Studenti e migranti in campo per l'integrazione, In 160 alla sfida sportiva tra calcio e pallavolo

Comunità di Sant'Egidio

Sport e integrazione. È il binomio messo in campo ieri dalla Comunità di Sant'Egidio che ha organizzato, al campo sportivo di via Orus, un pomeriggio dedicato al calcio a 8, pallavolo e staffetta. Una manifestazione promossa per il secondo anno, che la SantEgidio auspica diventi una tradizione. Sono 160 fra volontari, studenti universitari e richiedenti asilo, le persone che hanno aderito e si sono misurate nel torneo di calcio e negli altri sport. L'appuntamento era alle 14 per l'iscrizione e la formazione di quattro squadre contraddistinte da maglie verdi, blu, gialle e rosse, i colori della Comunità.

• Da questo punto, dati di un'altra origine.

impl Transport for LocalTransport {
    fn rank(&self) -> usize {
        self.rank
    }

    fn size(&self) -> usize {
        self.peers.len()
    }

    fn post_recv(&mut self, source: usize, tag: u32) -> Result<RecvToken, ExchangeError> {
        // Matching happens at wait; messages are buffered by the channel
        // in the meantime, which is what a preposted receive guarantees.
        Ok(RecvToken { source, tag })
    }

    fn send(&mut self, dest: usize, tag: u32, data: &[Real]) -> Result<(), ExchangeError> {
        let packet = Packet {
            src: self.rank,
            tag,
            data: data.to_vec(),
        };
        self.peers[dest]
            .send(packet)
            .map_err(|_| ExchangeError::SendFailed {
                rank: self.rank,
                peer: dest,
                site: "send",
            })
    }

    fn wait(&mut self, token: RecvToken, buf: &mut Vec<Real>) -> Result<(), ExchangeError> {
        let data = self.wait_matching(token.source, token.tag, "wait")?;
        buf.clear();
        buf.extend_from_slice(&data);
        Ok(())
    }

    fn allreduce_min(&mut self, value: Real) -> Result<Real, ExchangeError> {
        let n = self.size();
        if n == 1 {
            return Ok(value);
        }
        if self.rank == 0 {
            let mut m = value;
            for src in 1..n {
                let data = self.wait_matching(src, DT_REDUCE_TAG, "allreduce_min")?;
                m = m.min(data[0]);
            }
            for dst in 1..n {
                self.send(dst, DT_BCAST_TAG, &[m])?;
            }
            Ok(m)
        } else {
            self.send(0, DT_REDUCE_TAG, &[value])?;
            let data = self.wait_matching(0, DT_BCAST_TAG, "allreduce_min")?;
            Ok(data[0])
        }
    }
}

// ---------------------------------------------------------------------
// Pack / unpack
// ---------------------------------------------------------------------

#[inline]
fn pack_cell(buf: &mut Vec<Real>, g: &Grid, k: usize, j: usize, i: usize) {
    let q = g.u[(k, j, i)];
    buf.push(q.d);
    buf.push(q.m1);
    buf.push(q.m2);
    buf.push(q.m3);
    #[cfg(feature = "mhd")]
    {
        buf.push(q.b1c);
        buf.push(q.b2c);
        buf.push(q.b3c);
        buf.push(g.b1i[(k, j, i)]);
        buf.push(g.b2i[(k, j, i)]);
        buf.push(g.b3i[(k, j, i)]);
    }
    #[cfg(not(feature = "isothermal"))]
    buf.push(q.e);
    for n in 0..crate::NSCALARS {
        buf.push(q.s[n]);
    }
}

#[inline]
#[cfg_attr(not(feature = "mhd"), allow(unused_variables))]
fn unpack_cell(
    it: &mut std::slice::Iter<'_, Real>,
    g: &mut Grid,
    k: usize,
    j: usize,
    i: usize,
    skip_b1i: bool,
) {
    let mut next = || *it.next().expect("receive buffer underrun");
    let d = next();
    let m1 = next();
    let m2 = next();
    let m3 = next();
    #[cfg(feature = "mhd")]
    {
        let b1c = next();
        let b2c = next();
        let b3c = next();
        let b1i = next();
        let b2i = next();
        let b3i = next();
        let cell = &mut g.u[(k, j, i)];
        cell.b1c = b1c;
        cell.b2c = b2c;
        cell.b3c = b3c;
        if !skip_b1i {
            g.b1i[(k, j, i)] = b1i;
        }
        g.b2i[(k, j, i)] = b2i;
        g.b3i[(k, j, i)] = b3i;
    }
    let cell = &mut g.u[(k, j, i)];
    cell.d = d;
    cell.m1 = m1;
    cell.m2 = m2;
    cell.m3 = m3;
    #[cfg(not(feature = "isothermal"))]
    {
        cell.e = next();
    }
    for n in 0..crate::NSCALARS {
        cell.s[n] = next();
    }
}

/// Tangential ranges covered by an exchange in direction `dir`.
///
/// An earlier-processed direction is covered over its extended
/// (ghost-inclusive) range so that edge and corner ghosts arrive filled;
/// a later direction includes one extra face row for the interface
/// fields.
fn tangential_ranges(g: &Grid, dir: usize) -> ((usize, usize), (usize, usize), (usize, usize)) {
    let i_ext = if g.nx1 > 1 {
        (g.is - crate::NGHOST, g.ie + crate::NGHOST)
    } else {
        (g.is, g.is)
    };
    let j_face = if g.nx2 > 1 { (g.js, g.je + 1) } else { (g.js, g.js) };
    let j_ext = if g.nx2 > 1 {
        (g.js - crate::NGHOST, g.je + crate::NGHOST)
    } else {
        (g.js, g.js)
    };
    let k_face = if g.nx3 > 1 { (g.ks, g.ke + 1) } else { (g.ks, g.ks) };
    match dir {
        1 => ((0, 0), j_face, k_face),
        2 => (i_ext, (0, 0), k_face),
        3 => (i_ext, j_ext, (0, 0)),
        _ => unreachable!("direction index"),
    }
}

«Un'iniziativa che nasce dai giovani universitari di Sant'Egidio per i profughi ospitati in città. Ma c'è una rappresentanza dei richiedenti asilo accolti nell'hub di Bagnoli. Le squadre sono miste - spiega Mirco Sossai della SantEgidio - Questo in continuità con l'edizione dello scorso anno e con tutte le manifestazioni che si svolgono in Italia sotto il nome di "Sport for peace". L'estate scorsa a Catania i giochi sono durati tre giorni. Lo sport viene vissuto come integrazione».
Per tutto il pomeriggio i giovani si sono misurati con le diverse discipline sportive creando legami reciproci. La Sant'Egidio non si occupa di accoglienza in prima persona ma mette in campo attività e percorsi di integrazione che non passano solo attraverso lo sport ma anche, ad esempio, per corsi di italiano e attività lavorative. La Comunità si è sempre schierata a favore dell'accoglienza sostenibile, al centro del dibattito di questi giorni. «Abbiamo sempre sostenuto l'idea di accoglienza di Papa Francesco: ogni parrocchia una famiglia - afferma Sossai - Siamo convinti che questa sia una chanche per il nostro paese, forze nuove che arrivano. Si deve lavorare per la cultura della solidarietà e della reciproca conoscenza. Iniziative come "Sport for peace" creano simpatia e occasioni di incontro. Lo straniero è sempre percepito come un'entità diversa, invece i ragazzi stanno insieme, si guardano negli occhi e capiscono che sono tutti senza differenze».